- [Work request] Whenever a line in the entries below contains "Send", copy that line.
╭─ Provided information
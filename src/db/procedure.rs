//! Stored procedure execution.
//!
//! Input parameters are passed by name (`EXEC p @a = @P1`). Output
//! parameters need a variable to receive them, so when any are requested
//! their types are read from the catalog and the call becomes a batch:
//!
//! ```text
//! DECLARE @__out_total int;
//! EXEC [dbo].[usp_Count] @region = @P1, @total = @__out_total OUTPUT;
//! SELECT @__out_total AS [total];
//! ```
//!
//! The trailing SELECT is the last result set and carries the output values.

use crate::db::params::normalize_name;
use crate::db::provider::{SqlExecutor, SqlStatement};
use crate::db::schema::SchemaIntrospector;
use crate::error::{DbError, DbResult};
use crate::models::{
    DEFAULT_SCHEMA, DatabaseTarget, ObjectKind, ProcedureParameter, QueryParam, ResultSet, Row,
};
use crate::tools::sql_validator::{qualified_name, validate_identifier};
use serde::Serialize;
use serde_json::{Map, Value as JsonValue};
use std::sync::Arc;
use tracing::info;

const OUTPUT_VAR_PREFIX: &str = "@__out_";

#[derive(Debug, Clone, PartialEq, Serialize)]
pub struct ProcedureOutcome {
    pub result_sets: Vec<ResultSet>,
    /// Final values of the requested OUTPUT parameters, keyed by name
    #[serde(skip_serializing_if = "Option::is_none")]
    pub output_parameters: Option<Row>,
}

/// Signature and source of a stored procedure.
#[derive(Debug, Clone, PartialEq, Serialize)]
pub struct ProcedureInfo {
    pub schema: String,
    pub name: String,
    pub parameters: Vec<ProcedureParameter>,
    pub definition: String,
}

fn schema_or_default(schema: Option<&str>) -> &str {
    match schema.map(str::trim) {
        Some(s) if !s.is_empty() => s,
        _ => DEFAULT_SCHEMA,
    }
}

/// Build the EXEC statement (or DECLARE/EXEC/SELECT batch when `outputs` is non-empty).
pub(crate) fn build_exec(
    procedure: &str,
    schema: Option<&str>,
    inputs: &Map<String, JsonValue>,
    outputs: &[&ProcedureParameter],
) -> DbResult<SqlStatement> {
    let name = qualified_name(schema_or_default(schema), procedure.trim(), "procedure")?;

    let mut params: Vec<QueryParam> = Vec::with_capacity(inputs.len());
    let mut arguments: Vec<String> = Vec::with_capacity(inputs.len() + outputs.len());
    let mut declarations: Vec<String> = Vec::with_capacity(outputs.len());
    let mut selects: Vec<String> = Vec::with_capacity(outputs.len());

    for (raw, value) in inputs {
        let key = normalize_name(raw);
        let arg = raw.trim().trim_start_matches('@');
        validate_identifier(arg, "parameter")?;
        // INOUT parameters are seeded through their DECLARE below
        if outputs.iter().any(|o| o.name.to_lowercase() == key) {
            continue;
        }
        params.push(QueryParam::from(value));
        arguments.push(format!("@{arg} = @P{}", params.len()));
    }

    for output in outputs {
        validate_identifier(&output.name, "output parameter")?;
        let var = format!("{OUTPUT_VAR_PREFIX}{}", output.name);
        let seed = inputs
            .iter()
            .find(|(k, _)| normalize_name(k) == output.name.to_lowercase());
        match seed {
            Some((_, value)) => {
                params.push(QueryParam::from(value));
                declarations.push(format!(
                    "DECLARE {var} {} = @P{};",
                    output.declared_type(),
                    params.len()
                ));
            }
            None => declarations.push(format!("DECLARE {var} {};", output.declared_type())),
        }
        arguments.push(format!("@{} = {var} OUTPUT", output.name));
        selects.push(format!("{var} AS [{}]", output.name));
    }

    let mut exec = format!("EXEC {name}");
    if !arguments.is_empty() {
        exec.push(' ');
        exec.push_str(&arguments.join(", "));
    }

    let sql = if outputs.is_empty() {
        exec
    } else {
        format!(
            "{}\n{exec};\nSELECT {};",
            declarations.join("\n"),
            selects.join(", ")
        )
    };
    Ok(SqlStatement::with_params(sql, params))
}

#[derive(Clone)]
pub struct ProcedureRunner {
    executor: Arc<dyn SqlExecutor>,
    schema: SchemaIntrospector,
}

impl ProcedureRunner {
    pub fn new(executor: Arc<dyn SqlExecutor>) -> Self {
        Self {
            schema: SchemaIntrospector::new(executor.clone()),
            executor,
        }
    }

    /// Execute a stored procedure and collect its result sets.
    ///
    /// `output_names` lists parameters to return; each must be declared
    /// OUTPUT on the procedure.
    pub async fn execute(
        &self,
        target: DatabaseTarget,
        procedure: &str,
        schema: Option<&str>,
        inputs: &Map<String, JsonValue>,
        output_names: &[String],
    ) -> DbResult<ProcedureOutcome> {
        let declared = if output_names.is_empty() {
            Vec::new()
        } else {
            self.schema
                .get_procedure_parameters(target, procedure, schema)
                .await?
        };
        let outputs = resolve_outputs(procedure, &declared, output_names)?;

        let stmt = build_exec(procedure, schema, inputs, &outputs)?;
        let mut result_sets = self.executor.query(target, &stmt).await?;

        let output_parameters = if outputs.is_empty() {
            None
        } else {
            Some(
                result_sets
                    .pop()
                    .and_then(|set| set.rows.into_iter().next())
                    .unwrap_or_default(),
            )
        };

        info!(
            database = %target,
            procedure,
            result_sets = result_sets.len(),
            outputs = outputs.len(),
            "Executed stored procedure"
        );
        Ok(ProcedureOutcome {
            result_sets,
            output_parameters,
        })
    }

    /// Parameters and definition of a stored procedure.
    pub async fn info(
        &self,
        target: DatabaseTarget,
        procedure: &str,
        schema: Option<&str>,
    ) -> DbResult<ProcedureInfo> {
        let schema = schema_or_default(schema);
        let parameters = self
            .schema
            .get_procedure_parameters(target, procedure, Some(schema))
            .await?;
        let definition = self
            .schema
            .get_definition(target, ObjectKind::Procedures, procedure, Some(schema))
            .await?;
        Ok(ProcedureInfo {
            schema: schema.to_string(),
            name: procedure.to_string(),
            parameters,
            definition,
        })
    }
}

fn resolve_outputs<'a>(
    procedure: &str,
    declared: &'a [ProcedureParameter],
    output_names: &[String],
) -> DbResult<Vec<&'a ProcedureParameter>> {
    let mut outputs: Vec<&ProcedureParameter> = Vec::with_capacity(output_names.len());
    for requested in output_names {
        let key = normalize_name(requested);
        let param = declared
            .iter()
            .find(|p| p.name.to_lowercase() == key)
            .ok_or_else(|| {
                DbError::validation(format!("Procedure '{procedure}' has no parameter @{key}"))
            })?;
        if !param.is_output() {
            return Err(DbError::validation(format!(
                "Parameter @{} of '{procedure}' is not declared OUTPUT",
                param.name
            )));
        }
        if !outputs.iter().any(|o| o.name == param.name) {
            outputs.push(param);
        }
    }
    Ok(outputs)
}
//! Transport layer for the MCP server.
//!
//! This module provides different transport implementations for the MCP protocol:
//! - Stdio: Standard input/output for CLI integration
//! - HTTP: Streamable HTTP for web clients

pub mod http;
pub mod stdio;

pub use http::HttpTransport;
pub use stdio::StdioTransport;

use crate::error::DbResult;
use std::future::Future;
use tokio::signal;
use tracing::{info, warn};

/// Trait for MCP transport implementations.
///
/// Transports handle the low-level communication between the MCP server
/// and clients, abstracting away the protocol details.
pub trait Transport: Send + Sync {
    /// Start the transport and begin handling requests.
    ///
    /// This method should block until the transport is shut down.
    fn run(&self) -> impl Future<Output = DbResult<()>> + Send;

    /// Get the name of this transport for logging.
    fn name(&self) -> &'static str;
}

/// Wait for a shutdown signal (SIGINT or SIGTERM).
///
/// If a handler cannot be installed, that signal is logged and never fires.
pub(crate) async fn wait_for_signal() {
    let ctrl_c = async {
        if let Err(e) = signal::ctrl_c().await {
            warn!(error = %e, "Failed to listen for SIGINT");
            std::future::pending::<()>().await;
        }
    };

    #[cfg(unix)]
    let terminate = async {
        match signal::unix::signal(signal::unix::SignalKind::terminate()) {
            Ok(mut stream) => {
                stream.recv().await;
            }
            Err(e) => {
                warn!(error = %e, "Failed to install SIGTERM handler");
                std::future::pending::<()>().await;
            }
        }
    };

    #[cfg(not(unix))]
    let terminate = std::future::pending::<()>();

    tokio::select! {
        _ = ctrl_c => info!("Received SIGINT"),
        _ = terminate => info!("Received SIGTERM"),
    }
}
╰─
- [Solution for this task]
pub trait Transport: Send + Sync {
    fn run(&self) -> impl Future<Output = DbResult<()>> + Send;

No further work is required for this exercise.